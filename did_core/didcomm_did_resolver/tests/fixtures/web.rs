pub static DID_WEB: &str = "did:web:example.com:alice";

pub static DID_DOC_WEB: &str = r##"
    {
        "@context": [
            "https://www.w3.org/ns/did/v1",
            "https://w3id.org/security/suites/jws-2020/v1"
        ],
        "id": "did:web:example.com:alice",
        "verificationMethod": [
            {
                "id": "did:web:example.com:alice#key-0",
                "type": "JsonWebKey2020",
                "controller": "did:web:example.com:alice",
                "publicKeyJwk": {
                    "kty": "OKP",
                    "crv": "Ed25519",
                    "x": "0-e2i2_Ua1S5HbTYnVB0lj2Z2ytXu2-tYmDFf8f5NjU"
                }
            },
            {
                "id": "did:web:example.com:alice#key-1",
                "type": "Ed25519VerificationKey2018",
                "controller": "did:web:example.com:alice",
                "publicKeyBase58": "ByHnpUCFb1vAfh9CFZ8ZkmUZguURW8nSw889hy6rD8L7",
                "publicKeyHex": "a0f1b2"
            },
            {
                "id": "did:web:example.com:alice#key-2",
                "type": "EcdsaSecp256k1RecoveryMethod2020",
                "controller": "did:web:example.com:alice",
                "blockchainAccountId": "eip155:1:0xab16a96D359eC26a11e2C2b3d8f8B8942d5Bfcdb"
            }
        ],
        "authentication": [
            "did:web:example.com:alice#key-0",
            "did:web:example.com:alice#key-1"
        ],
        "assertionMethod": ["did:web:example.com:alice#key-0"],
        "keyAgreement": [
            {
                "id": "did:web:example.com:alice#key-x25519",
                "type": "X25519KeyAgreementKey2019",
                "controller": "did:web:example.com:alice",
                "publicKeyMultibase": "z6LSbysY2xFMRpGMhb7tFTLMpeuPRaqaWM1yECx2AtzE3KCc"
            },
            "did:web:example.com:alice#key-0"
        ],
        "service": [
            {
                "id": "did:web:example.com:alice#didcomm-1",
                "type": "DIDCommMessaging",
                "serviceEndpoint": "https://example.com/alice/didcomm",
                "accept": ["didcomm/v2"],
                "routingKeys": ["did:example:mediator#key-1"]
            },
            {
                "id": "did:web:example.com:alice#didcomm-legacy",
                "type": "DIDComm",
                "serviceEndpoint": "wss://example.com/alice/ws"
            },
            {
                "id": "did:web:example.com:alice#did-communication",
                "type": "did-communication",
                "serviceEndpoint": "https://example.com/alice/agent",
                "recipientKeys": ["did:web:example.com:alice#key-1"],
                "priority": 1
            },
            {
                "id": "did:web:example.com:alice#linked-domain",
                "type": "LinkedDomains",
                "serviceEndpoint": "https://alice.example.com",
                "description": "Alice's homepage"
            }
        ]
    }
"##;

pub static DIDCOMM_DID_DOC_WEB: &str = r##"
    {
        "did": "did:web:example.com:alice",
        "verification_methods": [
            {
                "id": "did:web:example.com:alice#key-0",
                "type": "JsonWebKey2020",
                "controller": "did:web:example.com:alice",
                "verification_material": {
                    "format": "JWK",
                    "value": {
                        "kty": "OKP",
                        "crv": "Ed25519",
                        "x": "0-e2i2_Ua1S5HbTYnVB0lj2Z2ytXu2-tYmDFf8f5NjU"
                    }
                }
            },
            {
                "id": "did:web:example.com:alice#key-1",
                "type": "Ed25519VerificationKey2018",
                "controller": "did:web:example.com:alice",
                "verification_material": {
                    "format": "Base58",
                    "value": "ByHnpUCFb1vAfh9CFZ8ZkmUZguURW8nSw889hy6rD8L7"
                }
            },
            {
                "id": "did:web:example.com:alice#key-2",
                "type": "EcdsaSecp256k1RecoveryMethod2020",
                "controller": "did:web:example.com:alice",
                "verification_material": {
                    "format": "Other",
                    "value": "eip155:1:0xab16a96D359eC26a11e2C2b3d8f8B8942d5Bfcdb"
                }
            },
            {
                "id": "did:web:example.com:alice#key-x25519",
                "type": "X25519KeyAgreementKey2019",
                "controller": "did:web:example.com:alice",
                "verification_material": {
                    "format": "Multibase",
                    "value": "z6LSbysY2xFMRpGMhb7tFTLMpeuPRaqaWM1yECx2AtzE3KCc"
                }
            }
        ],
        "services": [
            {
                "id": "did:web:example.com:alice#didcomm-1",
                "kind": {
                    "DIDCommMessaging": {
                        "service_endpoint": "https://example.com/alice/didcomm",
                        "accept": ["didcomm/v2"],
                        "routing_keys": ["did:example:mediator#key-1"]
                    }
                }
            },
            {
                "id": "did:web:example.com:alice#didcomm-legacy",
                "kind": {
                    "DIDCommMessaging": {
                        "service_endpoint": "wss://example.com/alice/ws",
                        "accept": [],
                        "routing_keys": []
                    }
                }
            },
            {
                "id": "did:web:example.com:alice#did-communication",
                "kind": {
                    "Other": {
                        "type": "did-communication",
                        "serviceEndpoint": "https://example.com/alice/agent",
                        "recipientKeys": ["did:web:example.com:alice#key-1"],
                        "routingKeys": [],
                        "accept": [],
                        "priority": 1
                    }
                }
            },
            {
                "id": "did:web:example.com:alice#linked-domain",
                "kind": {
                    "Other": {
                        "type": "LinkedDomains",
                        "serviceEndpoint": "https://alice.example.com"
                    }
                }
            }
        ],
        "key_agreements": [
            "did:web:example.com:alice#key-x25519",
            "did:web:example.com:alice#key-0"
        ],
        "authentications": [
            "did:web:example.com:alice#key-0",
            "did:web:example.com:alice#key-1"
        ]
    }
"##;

===============

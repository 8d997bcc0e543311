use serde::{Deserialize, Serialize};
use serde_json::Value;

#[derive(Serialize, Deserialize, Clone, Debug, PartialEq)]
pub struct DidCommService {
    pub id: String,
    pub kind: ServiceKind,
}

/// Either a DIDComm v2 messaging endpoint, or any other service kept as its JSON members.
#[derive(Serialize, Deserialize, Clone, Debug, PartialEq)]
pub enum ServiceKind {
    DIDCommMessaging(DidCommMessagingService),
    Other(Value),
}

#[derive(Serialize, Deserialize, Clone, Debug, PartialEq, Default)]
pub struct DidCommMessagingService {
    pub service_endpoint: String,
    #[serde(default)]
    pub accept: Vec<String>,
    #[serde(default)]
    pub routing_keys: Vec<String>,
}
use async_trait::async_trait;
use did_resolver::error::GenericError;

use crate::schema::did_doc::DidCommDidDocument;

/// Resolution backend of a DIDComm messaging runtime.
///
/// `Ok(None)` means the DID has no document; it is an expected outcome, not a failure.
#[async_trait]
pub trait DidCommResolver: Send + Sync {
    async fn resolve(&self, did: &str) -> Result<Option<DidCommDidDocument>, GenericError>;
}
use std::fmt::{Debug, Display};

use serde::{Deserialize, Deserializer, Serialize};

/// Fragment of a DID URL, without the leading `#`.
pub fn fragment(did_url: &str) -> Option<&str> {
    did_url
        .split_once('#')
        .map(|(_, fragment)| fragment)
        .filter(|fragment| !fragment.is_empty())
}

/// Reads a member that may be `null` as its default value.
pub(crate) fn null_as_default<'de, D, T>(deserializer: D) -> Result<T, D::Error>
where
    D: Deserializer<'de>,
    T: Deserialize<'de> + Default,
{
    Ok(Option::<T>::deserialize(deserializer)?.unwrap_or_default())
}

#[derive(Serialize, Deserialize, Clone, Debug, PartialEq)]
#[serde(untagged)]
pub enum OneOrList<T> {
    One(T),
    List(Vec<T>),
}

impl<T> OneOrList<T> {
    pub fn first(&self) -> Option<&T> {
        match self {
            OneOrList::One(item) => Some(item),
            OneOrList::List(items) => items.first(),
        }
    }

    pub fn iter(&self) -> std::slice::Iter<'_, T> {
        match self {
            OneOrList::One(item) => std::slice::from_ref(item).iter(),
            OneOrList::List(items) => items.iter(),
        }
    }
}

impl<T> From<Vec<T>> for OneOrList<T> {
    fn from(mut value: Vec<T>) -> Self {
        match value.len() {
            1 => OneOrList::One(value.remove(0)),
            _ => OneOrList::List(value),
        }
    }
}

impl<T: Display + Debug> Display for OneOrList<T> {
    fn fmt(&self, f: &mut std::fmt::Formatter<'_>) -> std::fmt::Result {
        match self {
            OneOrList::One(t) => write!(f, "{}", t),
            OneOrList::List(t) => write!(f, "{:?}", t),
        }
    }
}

===============

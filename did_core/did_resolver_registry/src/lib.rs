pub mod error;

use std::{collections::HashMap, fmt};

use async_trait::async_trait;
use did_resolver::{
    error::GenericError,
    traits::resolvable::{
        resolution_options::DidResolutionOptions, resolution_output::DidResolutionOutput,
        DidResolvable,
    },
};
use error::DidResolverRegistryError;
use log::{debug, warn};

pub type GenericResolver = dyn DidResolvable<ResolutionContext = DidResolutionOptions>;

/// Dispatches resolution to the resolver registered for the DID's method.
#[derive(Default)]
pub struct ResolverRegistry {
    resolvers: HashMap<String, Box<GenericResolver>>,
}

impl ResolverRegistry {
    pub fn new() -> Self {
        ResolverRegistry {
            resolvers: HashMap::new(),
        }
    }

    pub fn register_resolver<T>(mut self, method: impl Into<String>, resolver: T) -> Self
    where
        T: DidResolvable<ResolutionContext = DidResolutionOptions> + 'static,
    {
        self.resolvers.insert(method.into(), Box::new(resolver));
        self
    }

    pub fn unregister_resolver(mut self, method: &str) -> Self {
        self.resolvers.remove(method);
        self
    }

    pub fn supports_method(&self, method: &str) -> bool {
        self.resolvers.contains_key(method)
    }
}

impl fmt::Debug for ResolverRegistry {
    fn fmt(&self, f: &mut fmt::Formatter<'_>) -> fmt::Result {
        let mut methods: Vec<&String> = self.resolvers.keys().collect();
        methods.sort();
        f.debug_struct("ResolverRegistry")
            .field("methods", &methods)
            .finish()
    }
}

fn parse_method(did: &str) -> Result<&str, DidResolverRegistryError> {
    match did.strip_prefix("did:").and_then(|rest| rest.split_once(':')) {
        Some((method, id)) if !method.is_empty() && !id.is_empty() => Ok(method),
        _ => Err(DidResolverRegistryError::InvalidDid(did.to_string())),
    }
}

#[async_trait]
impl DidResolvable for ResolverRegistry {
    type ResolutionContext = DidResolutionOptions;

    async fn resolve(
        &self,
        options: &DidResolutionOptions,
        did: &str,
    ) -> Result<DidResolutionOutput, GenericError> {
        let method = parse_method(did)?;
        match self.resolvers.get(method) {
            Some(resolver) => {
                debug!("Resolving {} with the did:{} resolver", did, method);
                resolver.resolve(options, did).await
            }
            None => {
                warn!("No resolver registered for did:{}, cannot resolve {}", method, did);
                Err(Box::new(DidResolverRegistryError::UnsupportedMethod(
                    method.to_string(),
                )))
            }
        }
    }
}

===============

• Work required
Search the data above for lines holding "write" and copy each of them.

• Result for this exercise
            OneOrList::One(t) => write!(f, "{}", t),
            OneOrList::List(t) => write!(f, "{:?}", t),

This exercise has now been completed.